How to not pass arguements and still make the function work?

Question

function drawLine(ctx, sX, sY, eX, eY, sRGB, fRGB, lWidth, capStyle)
{
    ctx.beginPath();
    ctx.moveTo(sX, sY);
    ctx.lineTo(eX, eY);
    ctx.lineWidth = lWidth||5;
    ctx.strokeStyle = 'rgb(49, 129, 48)';
    ctx.lineCap = 'round';
    ctx.stroke();
    ctx.closePath();
}

And then I want to call the function like this:

drawLine(ctx, 50, 50, 100, 100, someStrokeStyle, someFillStyle, someCapStyle);

As you can see I have skipped the lWidth parameter. I want the function to still work, even when the lWidth is not passed as a parameter. How will I do this? Atm, it might think that the someCapStyle is the lwidth.

Answer 1

When you have a big amount of arguments to pass into a function like you have, use an object:

function foo({param1: val1, parma2: val2}) {}

In that case you wont be depend on number of arguments and order of them being represented.

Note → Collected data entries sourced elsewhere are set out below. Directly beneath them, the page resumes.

//! Missing-value imputation for measurement rows.
//!
//! Imputation runs before aggregation so that identifiers with many missing
//! channels still reach the ratio and significance steps. Only positive
//! observed abundances count as observations; a zero is never used as a
//! replacement since it would make log ratios infinite.

use crate::data::MeasurementRow;
use crate::error::{QuantError, Result};
use serde::{Deserialize, Serialize};
use std::collections::HashMap;

/// How a missing abundance is estimated.
#[derive(Debug, Clone, Copy, PartialEq, Serialize, Deserialize, Default)]
#[serde(rename_all = "snake_case")]
pub enum ImputeStrategy {
    /// Minimum observed abundance of the same identifier in the same
    /// experiment, falling back to the experiment minimum.
    GroupMinimum,
    /// Minimum observed abundance in the same experiment.
    #[default]
    ExperimentMinimum,
    /// A fixed floor value.
    Floor { value: f64 },
}

impl std::str::FromStr for ImputeStrategy {
    type Err = String;

    fn from_str(s: &str) -> std::result::Result<Self, Self::Err> {
        match s {
            "group_min" | "group-min" | "group_minimum" => Ok(Self::GroupMinimum),
            "exp_min" | "exp-min" | "experiment_minimum" => Ok(Self::ExperimentMinimum),
            other => other
                .parse::<f64>()
                .map(|value| Self::Floor { value })
                .map_err(|_| format!("unknown imputation strategy '{}'", other)),
        }
    }
}

/// Counts from an imputation pass.
#[derive(Debug, Clone, Default, PartialEq, Eq, Serialize, Deserialize)]
pub struct ImputeReport {
    /// Rows whose missing abundance was replaced.
    pub n_imputed: usize,
    /// Missing rows left as-is because no estimate existed.
    pub n_unresolved: usize,
}

/// Replace missing abundances using `strategy`.
pub fn impute(rows: &mut [MeasurementRow], strategy: ImputeStrategy) -> Result<ImputeReport> {
    if let ImputeStrategy::Floor { value } = strategy {
        if !(value.is_finite() && value > 0.0) {
            return Err(QuantError::InvalidParameter(
                "Imputation floor must be positive".to_string(),
            ));
        }
    }

    let mut exp_min: HashMap<String, f64> = HashMap::new();
    let mut group_min: HashMap<(String, String), f64> = HashMap::new();
    for r in rows.iter().filter(|r| r.abundance.is_finite() && r.abundance > 0.0) {
        let e = exp_min.entry(r.experiment.clone()).or_insert(f64::INFINITY);
        *e = e.min(r.abundance);
        let g = group_min
            .entry((r.identifier.clone(), r.experiment.clone()))
            .or_insert(f64::INFINITY);
        *g = g.min(r.abundance);
    }

    let mut report = ImputeReport::default();
    for r in rows.iter_mut().filter(|r| r.is_missing()) {
        let estimate = match strategy {
            ImputeStrategy::Floor { value } => Some(value),
            ImputeStrategy::ExperimentMinimum => exp_min.get(&r.experiment).copied(),
            ImputeStrategy::GroupMinimum => group_min
                .get(&(r.identifier.clone(), r.experiment.clone()))
                .or_else(|| exp_min.get(&r.experiment))
                .copied(),
        };
        match estimate {
            Some(v) => {
                r.abundance = v;
                report.n_imputed += 1;
            }
            None => report.n_unresolved += 1,
        }
    }

    tracing::info!(
        imputed = report.n_imputed,
        unresolved = report.n_unresolved,
        ?strategy,
        "imputed missing abundances"
    );
    Ok(report)
}
//! Grouping and aggregation over measurement rows.
//!
//! Grouping is a two-phase affair: [`group_rows`] builds an ordered index
//! from key to member rows, and callers then evaluate a pure predicate or
//! reduction per group. [`aggregate`] is the reduction used throughout the
//! pipeline; [`replicate_values`] is the fine-grained level that feeds
//! normalization and statistics.

mod replicate;

pub use replicate::{replicate_values, ReplicateValue};

use crate::data::{MeasurementRow, WeightType};
use serde::{Deserialize, Serialize};
use std::collections::{BTreeMap, BTreeSet};

/// A column that rows can be grouped by.
#[derive(Debug, Clone, Copy, PartialEq, Eq, Hash, Serialize, Deserialize)]
#[serde(rename_all = "snake_case")]
pub enum GroupColumn {
    Identifier,
    Experiment,
    BioRep,
    TechRep,
    Weight,
}

/// Group columns of the fine aggregation level.
pub const REPLICATE_COLUMNS: [GroupColumn; 5] = [
    GroupColumn::Identifier,
    GroupColumn::Experiment,
    GroupColumn::BioRep,
    GroupColumn::TechRep,
    GroupColumn::Weight,
];

/// One component of a grouping key.
#[derive(Debug, Clone, PartialEq, Eq, Hash, PartialOrd, Ord, Serialize, Deserialize)]
pub enum KeyPart {
    Text(String),
    Ordinal(u32),
    Weight(WeightType),
    /// Weight column of non-labelled data.
    Unlabelled,
}

impl std::fmt::Display for KeyPart {
    fn fmt(&self, f: &mut std::fmt::Formatter<'_>) -> std::fmt::Result {
        match self {
            KeyPart::Text(s) => write!(f, "{}", s),
            KeyPart::Ordinal(n) => write!(f, "{}", n),
            KeyPart::Weight(w) => write!(f, "{}", w.name()),
            KeyPart::Unlabelled => write!(f, "-"),
        }
    }
}

/// Ordered tuple of key parts, one per grouping column.
pub type GroupKey = Vec<KeyPart>;

/// Rows that expose values for grouping columns.
pub trait Keyed {
    /// Value of `column`, or `None` when the field is missing.
    fn key_part(&self, column: GroupColumn) -> Option<KeyPart>;

    /// Full key over `columns`, or `None` if any field is missing.
    fn group_key(&self, columns: &[GroupColumn]) -> Option<GroupKey> {
        columns.iter().map(|&c| self.key_part(c)).collect()
    }
}

impl Keyed for MeasurementRow {
    fn key_part(&self, column: GroupColumn) -> Option<KeyPart> {
        match column {
            GroupColumn::Identifier => text_part(&self.identifier),
            GroupColumn::Experiment => text_part(&self.experiment),
            GroupColumn::BioRep => self.bio_rep.map(KeyPart::Ordinal),
            GroupColumn::TechRep => self.tech_rep.map(KeyPart::Ordinal),
            GroupColumn::Weight => Some(weight_part(self.weight)),
        }
    }
}

pub(crate) fn text_part(s: &str) -> Option<KeyPart> {
    if s.is_empty() {
        None
    } else {
        Some(KeyPart::Text(s.to_string()))
    }
}

pub(crate) fn weight_part(weight: Option<WeightType>) -> KeyPart {
    weight.map(KeyPart::Weight).unwrap_or(KeyPart::Unlabelled)
}

/// Reduction applied to each group.
#[derive(Debug, Clone, Copy, PartialEq, Eq, Serialize, Deserialize)]
#[serde(rename_all = "lowercase")]
pub enum AggregateOp {
    Sum,
    Mean,
}

/// The reduced value of one group.
#[derive(Debug, Clone, PartialEq, Serialize, Deserialize)]
pub struct AggregatedGroup {
    /// Grouping key, in the order of the requested columns.
    pub key: GroupKey,
    /// Sum or mean of the member values; NaN if any member is missing.
    pub value: f64,
    /// Number of source rows.
    pub count: usize,
}

/// Index rows by their key over `columns`.
///
/// Rows with a missing key field are left out.
pub fn group_rows<'a, T: Keyed>(rows: &'a [T], columns: &[GroupColumn]) -> BTreeMap<GroupKey, Vec<&'a T>> {
    let mut groups: BTreeMap<GroupKey, Vec<&'a T>> = BTreeMap::new();
    for row in rows {
        if let Some(key) = row.group_key(columns) {
            groups.entry(key).or_default().push(row);
        }
    }
    groups
}

/// Keys of the groups for which `predicate` holds.
pub fn select_groups<T, F>(groups: &BTreeMap<GroupKey, Vec<&T>>, predicate: F) -> BTreeSet<GroupKey>
where
    F: Fn(&[&T]) -> bool,
{
    groups
        .iter()
        .filter(|(_, members)| predicate(members))
        .map(|(key, _)| key.clone())
        .collect()
}

/// Aggregate `value` over distinct combinations of `columns`.
///
/// Returns one group per observed key, ordered by key. The result does not
/// depend on row order.
pub fn aggregate<T, V>(rows: &[T], columns: &[GroupColumn], value: V, op: AggregateOp) -> Vec<AggregatedGroup>
where
    T: Keyed,
    V: Fn(&T) -> f64,
{
    group_rows(rows, columns)
        .into_iter()
        .map(|(key, members)| {
            let values: Vec<f64> = members.iter().map(|r| value(r)).collect();
            AggregatedGroup {
                key,
                value: reduce(&values, op),
                count: members.len(),
            }
        })
        .collect()
}

/// Reduce values; any missing value makes the result missing.
///
/// Values are summed in sorted order so the result is independent of the
/// order rows arrived in.
pub fn reduce(values: &[f64], op: AggregateOp) -> f64 {
    if values.is_empty() || values.iter().any(|v| v.is_nan()) {
        return f64::NAN;
    }
    let mut sorted = values.to_vec();
    sorted.sort_by(|a, b| a.total_cmp(b));
    let sum: f64 = sorted.iter().sum();
    match op {
        AggregateOp::Sum => sum,
        AggregateOp::Mean => sum / sorted.len() as f64,
    }
}

#[cfg(test)]
mod tests {
    use super::*;
    use crate::data::WeightType;
    use approx::assert_relative_eq;

    fn rows() -> Vec<MeasurementRow> {
        vec![
            MeasurementRow::new("x1", "E1", 1, 10.0).weight(WeightType::Light),
            MeasurementRow::new("x1", "E1", 1, 0.1).weight(WeightType::Light),
            MeasurementRow::new("x1", "E1", 1, 7.0).weight(WeightType::Heavy),
            MeasurementRow::new("x1", "E1", 2, 3.3),
            MeasurementRow::new("x2", "E1", 1, 1e6),
            MeasurementRow::new("x2", "E2", 1, 5.0),
        ]
    }

    #[test]
    fn test_sum_by_identifier_experiment() {
        let groups = aggregate(
            &rows(),
            &[GroupColumn::Identifier, GroupColumn::Experiment],
            |r| r.abundance,
            AggregateOp::Sum,
        );
        assert_eq!(groups.len(), 3);
        assert_eq!(groups[0].key, vec![KeyPart::Text("x1".into()), KeyPart::Text("E1".into())]);
        assert_relative_eq!(groups[0].value, 20.4, epsilon = 1e-12);
        assert_eq!(groups[0].count, 4);
    }

    #[test]
    fn test_mean_by_weight() {
        let groups = aggregate(&rows(), &[GroupColumn::Weight], |r| r.abundance, AggregateOp::Mean);
        assert_eq!(groups.len(), 3);
        let light = groups.iter().find(|g| g.key == vec![KeyPart::Weight(WeightType::Light)]).unwrap();
        assert_relative_eq!(light.value, 5.05, epsilon = 1e-12);
    }

    #[test]
    fn test_aggregation_is_order_independent() {
        let forward = rows();
        let mut backward = rows();
        backward.reverse();
        let mut shuffled = rows();
        shuffled.swap(0, 4);
        shuffled.swap(1, 3);

        let cols = [GroupColumn::Experiment];
        let a = aggregate(&forward, &cols, |r| r.abundance, AggregateOp::Sum);
        let b = aggregate(&backward, &cols, |r| r.abundance, AggregateOp::Sum);
        let c = aggregate(&shuffled, &cols, |r| r.abundance, AggregateOp::Sum);
        assert_eq!(a, b);
        assert_eq!(a, c);
    }

    #[test]
    fn test_missing_key_fields_are_excluded() {
        let mut data = rows();
        data[0].bio_rep = None;
        data[1].experiment = String::new();
        let groups = aggregate(
            &data,
            &[GroupColumn::Experiment, GroupColumn::BioRep],
            |r| r.abundance,
            AggregateOp::Sum,
        );
        let total: usize = groups.iter().map(|g| g.count).sum();
        assert_eq!(total, 4);
    }

    #[test]
    fn test_missing_value_propagates() {
        let mut data = rows();
        data[2].abundance = f64::NAN;
        let groups = aggregate(
            &data,
            &[GroupColumn::Identifier, GroupColumn::BioRep],
            |r| r.abundance,
            AggregateOp::Sum,
        );
        assert!(groups[0].value.is_nan());
        assert_relative_eq!(groups[1].value, 3.3, epsilon = 1e-12);
    }

    #[test]
    fn test_select_groups() {
        let data = rows();
        let groups = group_rows(&data, &[GroupColumn::Identifier]);
        let big = select_groups(&groups, |members| members.len() > 2);
        assert_eq!(big.len(), 1);
        assert!(big.contains(&vec![KeyPart::Text("x1".into())]));
    }
}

So you can rewrite your function:

 function drawLine(drawObj)
{
    ctx.beginPath();
    ctx.moveTo(drawObj.sX, drawObj.sY);
    ctx.lineTo(drawObj.eX, drawObj.eY);
    ctx.lineWidth = drawObj.lWidth||5;
    ctx.strokeStyle = drawObj.sRGB;
    ctx.lineCap = drawObj.capStyle;
    ctx.stroke();
    ctx.closePath();
}

Answer 2

When you don't pass any argument, undefined value is passed instead, so just check in the function whether the argument has been passed or not:

if(typeof argument == "undefined") 
{ 
   argument = "default value";
}

So to not pass lWidth, just pass undefined as its value

P.S. the best way is to use a single argument args, which will be object containing all current parameters as properties.